== Segment start ==
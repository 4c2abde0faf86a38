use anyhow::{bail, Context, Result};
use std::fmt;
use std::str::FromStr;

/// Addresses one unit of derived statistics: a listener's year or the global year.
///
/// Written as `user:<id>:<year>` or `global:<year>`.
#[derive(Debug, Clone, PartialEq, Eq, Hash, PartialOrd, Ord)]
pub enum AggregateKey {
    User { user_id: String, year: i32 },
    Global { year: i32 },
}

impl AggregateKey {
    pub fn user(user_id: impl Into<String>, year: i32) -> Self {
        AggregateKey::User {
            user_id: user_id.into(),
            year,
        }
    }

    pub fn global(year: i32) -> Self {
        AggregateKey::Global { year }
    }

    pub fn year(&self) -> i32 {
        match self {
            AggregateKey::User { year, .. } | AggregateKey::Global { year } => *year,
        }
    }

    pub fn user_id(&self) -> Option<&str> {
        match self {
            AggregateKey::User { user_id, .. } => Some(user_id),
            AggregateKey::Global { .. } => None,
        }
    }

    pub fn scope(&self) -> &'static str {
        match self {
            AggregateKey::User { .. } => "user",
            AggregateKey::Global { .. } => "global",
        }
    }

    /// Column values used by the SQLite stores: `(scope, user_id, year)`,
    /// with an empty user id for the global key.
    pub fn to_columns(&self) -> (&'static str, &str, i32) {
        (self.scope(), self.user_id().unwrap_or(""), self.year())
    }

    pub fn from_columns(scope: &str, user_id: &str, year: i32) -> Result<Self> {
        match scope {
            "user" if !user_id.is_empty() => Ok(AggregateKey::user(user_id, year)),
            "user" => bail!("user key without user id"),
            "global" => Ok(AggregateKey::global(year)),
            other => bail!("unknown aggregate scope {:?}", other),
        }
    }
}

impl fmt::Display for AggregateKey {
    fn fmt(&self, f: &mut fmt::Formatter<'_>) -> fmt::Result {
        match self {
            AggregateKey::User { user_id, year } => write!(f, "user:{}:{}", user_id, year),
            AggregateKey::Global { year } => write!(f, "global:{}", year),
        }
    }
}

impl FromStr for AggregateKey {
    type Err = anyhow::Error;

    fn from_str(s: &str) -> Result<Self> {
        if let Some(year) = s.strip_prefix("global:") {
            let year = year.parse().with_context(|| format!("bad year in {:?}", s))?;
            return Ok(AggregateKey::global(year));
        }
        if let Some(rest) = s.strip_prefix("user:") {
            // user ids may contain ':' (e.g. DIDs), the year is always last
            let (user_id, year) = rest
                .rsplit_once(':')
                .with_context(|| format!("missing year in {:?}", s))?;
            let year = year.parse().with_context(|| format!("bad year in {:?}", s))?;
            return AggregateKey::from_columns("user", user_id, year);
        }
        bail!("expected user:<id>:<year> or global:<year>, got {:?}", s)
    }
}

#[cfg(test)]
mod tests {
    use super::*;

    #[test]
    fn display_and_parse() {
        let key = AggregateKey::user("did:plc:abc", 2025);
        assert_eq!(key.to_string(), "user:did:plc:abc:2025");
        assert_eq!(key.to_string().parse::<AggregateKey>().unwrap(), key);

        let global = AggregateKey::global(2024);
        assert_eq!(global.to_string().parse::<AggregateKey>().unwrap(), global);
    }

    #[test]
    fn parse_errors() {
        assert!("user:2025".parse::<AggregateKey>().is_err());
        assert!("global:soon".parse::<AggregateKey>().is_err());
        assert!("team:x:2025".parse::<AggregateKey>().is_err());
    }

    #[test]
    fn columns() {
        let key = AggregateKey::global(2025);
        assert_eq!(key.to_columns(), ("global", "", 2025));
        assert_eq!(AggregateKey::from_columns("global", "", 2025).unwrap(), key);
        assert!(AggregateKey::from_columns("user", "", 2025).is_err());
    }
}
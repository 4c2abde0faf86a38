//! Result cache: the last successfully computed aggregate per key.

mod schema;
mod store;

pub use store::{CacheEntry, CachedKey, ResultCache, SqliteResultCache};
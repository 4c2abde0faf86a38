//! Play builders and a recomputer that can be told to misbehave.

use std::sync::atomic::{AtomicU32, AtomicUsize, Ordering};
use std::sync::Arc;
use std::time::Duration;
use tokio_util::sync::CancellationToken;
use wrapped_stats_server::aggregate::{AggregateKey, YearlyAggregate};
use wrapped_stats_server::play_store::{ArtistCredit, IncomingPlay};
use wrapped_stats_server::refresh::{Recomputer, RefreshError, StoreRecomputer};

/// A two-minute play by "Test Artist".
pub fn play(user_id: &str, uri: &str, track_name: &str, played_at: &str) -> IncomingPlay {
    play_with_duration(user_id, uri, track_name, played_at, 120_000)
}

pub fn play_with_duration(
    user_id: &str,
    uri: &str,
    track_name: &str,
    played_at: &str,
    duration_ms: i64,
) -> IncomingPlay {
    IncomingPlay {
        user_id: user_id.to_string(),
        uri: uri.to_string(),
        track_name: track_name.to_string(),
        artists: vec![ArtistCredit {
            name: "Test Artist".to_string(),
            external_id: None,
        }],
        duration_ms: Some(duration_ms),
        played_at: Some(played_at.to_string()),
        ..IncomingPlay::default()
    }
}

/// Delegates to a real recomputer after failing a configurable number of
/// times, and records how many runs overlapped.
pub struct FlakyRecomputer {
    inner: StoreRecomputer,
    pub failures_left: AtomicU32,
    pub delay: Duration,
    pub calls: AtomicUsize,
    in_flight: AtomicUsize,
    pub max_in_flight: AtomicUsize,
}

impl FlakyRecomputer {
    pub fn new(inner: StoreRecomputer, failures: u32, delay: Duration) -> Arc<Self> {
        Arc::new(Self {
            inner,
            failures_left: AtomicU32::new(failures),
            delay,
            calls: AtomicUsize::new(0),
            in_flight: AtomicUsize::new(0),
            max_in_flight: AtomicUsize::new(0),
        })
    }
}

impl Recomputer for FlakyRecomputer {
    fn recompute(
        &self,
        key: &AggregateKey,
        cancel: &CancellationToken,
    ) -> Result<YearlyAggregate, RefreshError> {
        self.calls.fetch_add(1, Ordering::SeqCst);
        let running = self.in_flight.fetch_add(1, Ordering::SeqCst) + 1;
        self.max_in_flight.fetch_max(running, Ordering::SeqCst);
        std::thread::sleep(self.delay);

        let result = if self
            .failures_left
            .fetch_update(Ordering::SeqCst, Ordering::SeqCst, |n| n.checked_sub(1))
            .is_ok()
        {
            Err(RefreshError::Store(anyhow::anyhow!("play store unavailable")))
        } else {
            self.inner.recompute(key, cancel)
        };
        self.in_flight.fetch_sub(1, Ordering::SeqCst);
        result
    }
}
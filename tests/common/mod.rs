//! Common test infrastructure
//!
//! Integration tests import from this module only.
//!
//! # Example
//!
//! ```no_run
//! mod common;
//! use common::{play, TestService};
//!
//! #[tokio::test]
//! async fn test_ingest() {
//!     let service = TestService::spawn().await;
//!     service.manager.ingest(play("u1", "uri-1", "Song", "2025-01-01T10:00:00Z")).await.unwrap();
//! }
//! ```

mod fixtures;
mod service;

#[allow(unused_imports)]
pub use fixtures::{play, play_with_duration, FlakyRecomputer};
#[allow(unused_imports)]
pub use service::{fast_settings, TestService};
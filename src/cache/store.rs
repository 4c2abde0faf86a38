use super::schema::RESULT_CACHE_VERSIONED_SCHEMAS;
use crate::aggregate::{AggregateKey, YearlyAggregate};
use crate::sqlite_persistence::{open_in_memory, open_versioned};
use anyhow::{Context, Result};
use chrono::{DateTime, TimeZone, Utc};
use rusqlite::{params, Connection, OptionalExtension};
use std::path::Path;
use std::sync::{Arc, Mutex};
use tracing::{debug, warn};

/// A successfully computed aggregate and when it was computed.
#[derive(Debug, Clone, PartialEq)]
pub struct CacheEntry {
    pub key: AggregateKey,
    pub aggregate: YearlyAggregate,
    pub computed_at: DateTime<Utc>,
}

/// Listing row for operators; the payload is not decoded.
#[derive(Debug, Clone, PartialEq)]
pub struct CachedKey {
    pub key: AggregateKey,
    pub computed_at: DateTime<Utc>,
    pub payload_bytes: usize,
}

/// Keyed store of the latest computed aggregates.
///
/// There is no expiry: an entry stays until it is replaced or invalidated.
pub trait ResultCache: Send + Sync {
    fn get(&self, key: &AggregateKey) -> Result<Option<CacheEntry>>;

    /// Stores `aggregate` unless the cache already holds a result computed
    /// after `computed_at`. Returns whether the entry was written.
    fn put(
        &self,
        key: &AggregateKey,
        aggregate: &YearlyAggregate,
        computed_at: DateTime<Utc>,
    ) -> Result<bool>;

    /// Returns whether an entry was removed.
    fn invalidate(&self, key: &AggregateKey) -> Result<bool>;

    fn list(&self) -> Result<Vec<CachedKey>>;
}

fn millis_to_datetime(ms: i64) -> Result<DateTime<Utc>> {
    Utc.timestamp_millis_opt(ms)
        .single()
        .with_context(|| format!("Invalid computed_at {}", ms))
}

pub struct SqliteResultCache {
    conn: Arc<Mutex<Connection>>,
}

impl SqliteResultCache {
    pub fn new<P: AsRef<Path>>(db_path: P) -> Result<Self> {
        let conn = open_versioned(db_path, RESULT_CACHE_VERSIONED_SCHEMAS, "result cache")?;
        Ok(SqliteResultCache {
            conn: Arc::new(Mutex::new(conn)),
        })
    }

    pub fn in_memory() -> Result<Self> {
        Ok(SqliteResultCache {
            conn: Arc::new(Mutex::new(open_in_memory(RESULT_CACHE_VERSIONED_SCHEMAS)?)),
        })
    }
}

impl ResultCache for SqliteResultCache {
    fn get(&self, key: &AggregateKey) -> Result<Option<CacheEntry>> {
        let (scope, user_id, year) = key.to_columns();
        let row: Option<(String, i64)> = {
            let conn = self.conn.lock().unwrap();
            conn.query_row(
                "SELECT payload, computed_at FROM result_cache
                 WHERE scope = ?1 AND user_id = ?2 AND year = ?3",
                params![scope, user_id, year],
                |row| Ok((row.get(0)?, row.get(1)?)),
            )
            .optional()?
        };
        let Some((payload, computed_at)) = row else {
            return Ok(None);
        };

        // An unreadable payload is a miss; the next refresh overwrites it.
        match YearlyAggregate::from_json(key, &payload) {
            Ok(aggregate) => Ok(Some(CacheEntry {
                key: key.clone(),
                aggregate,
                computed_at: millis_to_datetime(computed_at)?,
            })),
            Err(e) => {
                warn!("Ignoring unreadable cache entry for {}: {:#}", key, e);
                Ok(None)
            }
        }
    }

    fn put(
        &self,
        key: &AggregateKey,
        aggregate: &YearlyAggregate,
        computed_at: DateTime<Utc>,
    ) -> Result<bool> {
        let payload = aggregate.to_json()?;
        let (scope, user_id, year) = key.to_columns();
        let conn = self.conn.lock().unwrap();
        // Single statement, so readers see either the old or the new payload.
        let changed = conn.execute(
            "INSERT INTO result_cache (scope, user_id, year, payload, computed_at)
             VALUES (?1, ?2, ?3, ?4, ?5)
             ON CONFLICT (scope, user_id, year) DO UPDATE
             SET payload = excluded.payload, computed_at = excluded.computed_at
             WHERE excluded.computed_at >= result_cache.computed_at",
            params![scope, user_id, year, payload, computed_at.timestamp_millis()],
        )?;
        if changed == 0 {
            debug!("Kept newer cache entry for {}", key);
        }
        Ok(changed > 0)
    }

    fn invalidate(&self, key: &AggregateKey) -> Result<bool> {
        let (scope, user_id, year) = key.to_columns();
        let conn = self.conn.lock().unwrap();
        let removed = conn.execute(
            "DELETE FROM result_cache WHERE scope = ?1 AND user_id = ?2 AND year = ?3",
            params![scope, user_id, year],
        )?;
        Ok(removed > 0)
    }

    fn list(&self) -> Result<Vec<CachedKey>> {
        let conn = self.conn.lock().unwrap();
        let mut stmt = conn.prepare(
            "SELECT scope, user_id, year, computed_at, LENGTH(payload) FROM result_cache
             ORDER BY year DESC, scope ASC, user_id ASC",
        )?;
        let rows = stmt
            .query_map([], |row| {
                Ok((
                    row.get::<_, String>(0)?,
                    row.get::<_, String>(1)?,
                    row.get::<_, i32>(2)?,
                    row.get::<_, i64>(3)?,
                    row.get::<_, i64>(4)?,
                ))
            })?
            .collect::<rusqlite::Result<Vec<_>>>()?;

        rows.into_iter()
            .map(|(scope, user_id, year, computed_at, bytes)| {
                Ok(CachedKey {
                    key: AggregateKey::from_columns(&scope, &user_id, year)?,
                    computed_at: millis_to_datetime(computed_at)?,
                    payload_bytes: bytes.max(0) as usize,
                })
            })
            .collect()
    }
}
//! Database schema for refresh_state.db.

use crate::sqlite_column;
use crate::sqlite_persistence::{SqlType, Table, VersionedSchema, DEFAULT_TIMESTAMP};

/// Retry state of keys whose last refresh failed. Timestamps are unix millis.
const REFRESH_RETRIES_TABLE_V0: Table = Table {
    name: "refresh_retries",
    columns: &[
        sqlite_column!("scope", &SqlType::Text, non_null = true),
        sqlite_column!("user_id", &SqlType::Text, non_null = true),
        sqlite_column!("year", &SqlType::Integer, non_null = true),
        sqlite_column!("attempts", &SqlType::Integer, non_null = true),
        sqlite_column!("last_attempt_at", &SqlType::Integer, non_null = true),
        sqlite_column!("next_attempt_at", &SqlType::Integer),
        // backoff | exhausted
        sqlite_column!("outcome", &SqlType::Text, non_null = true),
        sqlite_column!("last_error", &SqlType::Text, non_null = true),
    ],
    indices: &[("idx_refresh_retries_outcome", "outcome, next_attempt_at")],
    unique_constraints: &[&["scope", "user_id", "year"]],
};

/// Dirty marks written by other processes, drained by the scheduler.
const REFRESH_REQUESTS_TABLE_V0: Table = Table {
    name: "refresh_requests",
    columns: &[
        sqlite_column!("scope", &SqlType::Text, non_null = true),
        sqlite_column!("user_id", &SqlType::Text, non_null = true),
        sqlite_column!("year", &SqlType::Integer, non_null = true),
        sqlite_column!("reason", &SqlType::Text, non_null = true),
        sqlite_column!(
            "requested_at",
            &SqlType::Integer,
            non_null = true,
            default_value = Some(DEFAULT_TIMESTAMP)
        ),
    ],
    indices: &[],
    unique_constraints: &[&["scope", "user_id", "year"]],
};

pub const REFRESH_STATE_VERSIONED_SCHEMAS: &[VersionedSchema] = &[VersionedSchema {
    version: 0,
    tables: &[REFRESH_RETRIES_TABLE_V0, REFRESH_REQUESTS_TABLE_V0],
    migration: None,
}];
== Segment end ==
Aim of the exercise >>
Once the line containing "String, year: i32" has been written out, please stop; every line before it, back to the first line of the records above, should be given exactly.

Solution to this task >>
repository 4c2abde0faf86a38
use anyhow::{bail, Context, Result};
use std::fmt;
use std::str::FromStr;

/// Addresses one unit of derived statistics: a listener's year or the global year.
///
/// Written as `user:<id>:<year>` or `global:<year>`.
#[derive(Debug, Clone, PartialEq, Eq, Hash, PartialOrd, Ord)]
pub enum AggregateKey {
    User { user_id: String, year: i32 },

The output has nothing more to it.